Step 1: Reverse engineer your goal
The second step that I will suggest is to make your resolution achievable, which is very important, but not achievable if we don't complete the first step - and that is to reverse-engineer your resolution. What I mean by that is, take the end point of what you want to achieve (the resolution), and then work backwards to figure out all the stumbling blocks. Let me give you an example, which came up in a recent session with a client. My client said he really wanted to work on not spending so much money when he goes out with friends. Now, if we had left it there and worked on that goal, we would have come up with some strategies for managing his spending while he was out at an event. And maybe we would have had some success. But more likely, my client would have returned and said he continued to experience difficulties with controlling his spending once he was at an event. Instead, we started with the goal and then worked our way backwards. What we found out was that he was highly socially anxious in large crowds and drank alcohol to calm his nerves, so he wouldn't be so self-conscious. We also discovered that once he had a few drinks, he was likely to spend more money, for example on food and drinks, or other items. This was because the alcohol worked on one level as an anxiety calmer, but on another level it made him disinhibited so that he no longer put any brakes on spending money or drinking more alcohol. Our plan then became to address his social anxiety, and our secondary goal was to reduce his spending and alcohol consumption.

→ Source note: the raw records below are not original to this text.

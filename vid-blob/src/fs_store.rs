use std::path::{Component, Path, PathBuf};
use std::sync::Arc;

use async_trait::async_trait;
use dashmap::DashMap;
use futures_util::StreamExt;
use tokio::fs;
use tokio::io::{AsyncWriteExt, BufWriter};
use tokio::sync::Mutex;
use tokio_util::io::ReaderStream;
use tracing::{debug, info, warn};
use uuid::Uuid;

use crate::receipt::UploadMeter;
use crate::store::STAGING_DIR;
use crate::{
    BlobConfig, BlobError, BlobResult, ByteStream, ContentKeyStrategy, ContentStore,
    DefaultKeyStrategy, GetResult, PutResult,
};

/// Filesystem content store.
///
/// Uploads are streamed into a uniquely named staging file, flushed and
/// synced, then published with a rename over the final path. The rename is
/// the only step that runs under the per-key commit lock, so transfers for
/// the same or different keys never wait on each other's I/O.
///
/// Readers hold their own file handle: a reader that opened the old artifact
/// keeps reading it in full even if a newer upload is committed meanwhile
/// (POSIX rename semantics).
pub struct FsContentStore {
    root: PathBuf,
    keys: Arc<dyn ContentKeyStrategy>,
    config: BlobConfig,
    commit_locks: DashMap<String, Arc<Mutex<()>>>,
}

impl FsContentStore {
    /// Create a store rooted at `root`, creating it if needed and purging
    /// staging files left over by a previous process.
    pub async fn new(root: impl Into<PathBuf>, config: BlobConfig) -> BlobResult<Self> {
        let root = root.into();
        fs::create_dir_all(root.join(STAGING_DIR)).await?;

        let store = Self {
            root,
            keys: Arc::new(DefaultKeyStrategy),
            config,
            commit_locks: DashMap::new(),
        };

        let purged = store.purge_staging().await?;
        if purged > 0 {
            info!(root = %store.root.display(), purged, "Removed stale staging files");
        }

        Ok(store)
    }

    pub fn root(&self) -> &Path {
        &self.root
    }

    pub fn config(&self) -> &BlobConfig {
        &self.config
    }

    /// Resolve a storage key below the root, rejecting anything that could
    /// escape it.
    fn key_to_path(&self, key: &str) -> BlobResult<PathBuf> {
        let relative = Path::new(key);
        let well_formed = !key.is_empty()
            && relative
                .components()
                .all(|c| matches!(c, Component::Normal(_)));

        if !well_formed {
            return Err(BlobError::invalid(format!("Invalid storage key: {}", key)));
        }

        Ok(self.root.join(relative))
    }

    fn commit_lock(&self, key: &str) -> Arc<Mutex<()>> {
        self.commit_locks.entry(key.to_string()).or_default().clone()
    }

    async fn ensure_parent_dir(path: &Path) -> BlobResult<()> {
        if let Some(parent) = path.parent() {
            fs::create_dir_all(parent).await?;
        }
        Ok(())
    }

    async fn purge_staging(&self) -> BlobResult<usize> {
        let dir = self.root.join(STAGING_DIR);
        let mut entries = match fs::read_dir(&dir).await {
            Ok(entries) => entries,
            Err(e) if e.kind() == std::io::ErrorKind::NotFound => return Ok(0),
            Err(e) => return Err(e.into()),
        };

        let mut removed = 0;
        while let Some(entry) = entries.next_entry().await? {
            if entry.file_type().await?.is_file() {
                fs::remove_file(entry.path()).await?;
                removed += 1;
            }
        }
        Ok(removed)
    }

    async fn write_and_commit(&self, key: &str, mut stream: ByteStream) -> BlobResult<PutResult> {
        let final_path = self.key_to_path(key)?;
        let token = Uuid::new_v4().simple().to_string();
        let staging_path = self.key_to_path(&self.keys.staging_key(&token))?;

        Self::ensure_parent_dir(&final_path).await?;
        Self::ensure_parent_dir(&staging_path).await?;

        // Removes the staging file on every early return, including when the
        // caller drops this future mid-transfer.
        let mut staged = StagedFile::new(staging_path.clone());

        let file = fs::File::create(&staging_path).await?;
        let mut writer = BufWriter::with_capacity(self.config.chunk_size, file);
        let mut meter = UploadMeter::new(&self.config);

        while let Some(chunk) = stream.next().await {
            let chunk = chunk.map_err(|e| meter.interrupted(e))?;
            meter.accept(&chunk)?;
            writer.write_all(&chunk).await?;
        }

        writer.flush().await?;
        let file = writer.into_inner();
        file.sync_all().await?;
        drop(file);

        let lock = self.commit_lock(key);
        {
            let _commit = lock.lock().await;
            fs::rename(&staging_path, &final_path).await?;
            staged.disarm();
        }

        debug!(key = %key, staging = %token, "Committed staged upload");
        Ok(meter.finish())
    }
}

#[async_trait]
impl ContentStore for FsContentStore {
    async fn has_content(&self, key: &str) -> BlobResult<bool> {
        let path = self.key_to_path(key)?;
        match fs::metadata(&path).await {
            Ok(meta) => Ok(meta.is_file()),
            Err(e) if e.kind() == std::io::ErrorKind::NotFound => Ok(false),
            Err(e) => Err(e.into()),
        }
    }

    async fn save(
        &self,
        key: &str,
        _content_type: Option<&str>,
        stream: ByteStream,
    ) -> BlobResult<PutResult> {
        let start = std::time::Instant::now();

        match self.write_and_commit(key, stream).await {
            Ok(result) => {
                info!(
                    key = %key,
                    size_bytes = result.size_bytes,
                    duration_ms = start.elapsed().as_secs_f64() * 1000.0,
                    "Filesystem content save successful"
                );
                Ok(result)
            }
            Err(e) => {
                warn!(key = %key, error = %e, "Filesystem content save failed, previous content left in place");
                Err(e)
            }
        }
    }

    async fn open(&self, key: &str) -> BlobResult<GetResult> {
        let path = self.key_to_path(key)?;
        let file = fs::File::open(&path)
            .await
            .map_err(|e| BlobError::from_io_for_key(e, key))?;
        let size_bytes = file.metadata().await?.len();

        debug!(key = %key, size_bytes, "Opened filesystem content");

        Ok(GetResult {
            stream: Box::pin(ReaderStream::with_capacity(file, self.config.chunk_size)),
            size_bytes,
            content_type: None,
        })
    }

    fn backend_name(&self) -> &'static str {
        "fs"
    }
}

/// Staging file that deletes itself unless it was committed.
struct StagedFile {
    path: PathBuf,
    armed: bool,
}

impl StagedFile {
    fn new(path: PathBuf) -> Self {
        Self { path, armed: true }
    }

    fn disarm(&mut self) {
        self.armed = false;
    }
}

impl Drop for StagedFile {
    fn drop(&mut self) {
        if !self.armed {
            return;
        }
        if let Err(e) = std::fs::remove_file(&self.path) {
            if e.kind() != std::io::ErrorKind::NotFound {
                warn!(path = %self.path.display(), error = %e, "Failed to remove staging file");
            }
        }
    }
}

So, how can you apply this to your resolution? Let's start with the resolution itself and then ask yourself these 3 questions:
1. What has stopped me from achieving this goal so far?
2. What other roadblocks can I think of that might stop me from achieving my goal?
3. What do I need to put in place to address these roadblocks?
Let's assume you want to eat more healthy in 2018.
What's stopped you from achieving this goal in 2017? Think of the times when you've chosen to get takeaway or eaten unhealthy foods. Are there any common themes?
What other roadblocks are there from achieving this goal in 2018? Perhaps you tend to get takeaway food when you are stressed from work or tired?
What do you need to do to address these roadblock? Perhaps you need to address the stress you feel from your work by doing meditation or being more organised in your day so that your meal preparation is not overwhelming.
Now we have a new goal - I want to eat more healthy in 2018 and to do that I will address my stress at work, which is my trigger to eat unhealthy.
Step 2: Make SMART goals
This is the easy bit, because you've already done the heavy lifting by reverse-engineering your goal. SMART goals are specific, measurable, achievable, relevant (realistic) and Time bound.
Instead of "I want to lose weight" which is vague, "I want to lose 5 kilos by June, by losing 1kg per month [SMART goal]. I will achieve this goal by addressing the stress I have at work, which leads me to overeat, by doing meditation daily [reverse-engineered goal]".
Take the time between now and New Years Eve to go through the reverse-engineering process of your goal. Be really honest with yourself - what is holding you back? If you follow these 2 steps you'll be ahead of the pack that forgets about their New Years resolution by February.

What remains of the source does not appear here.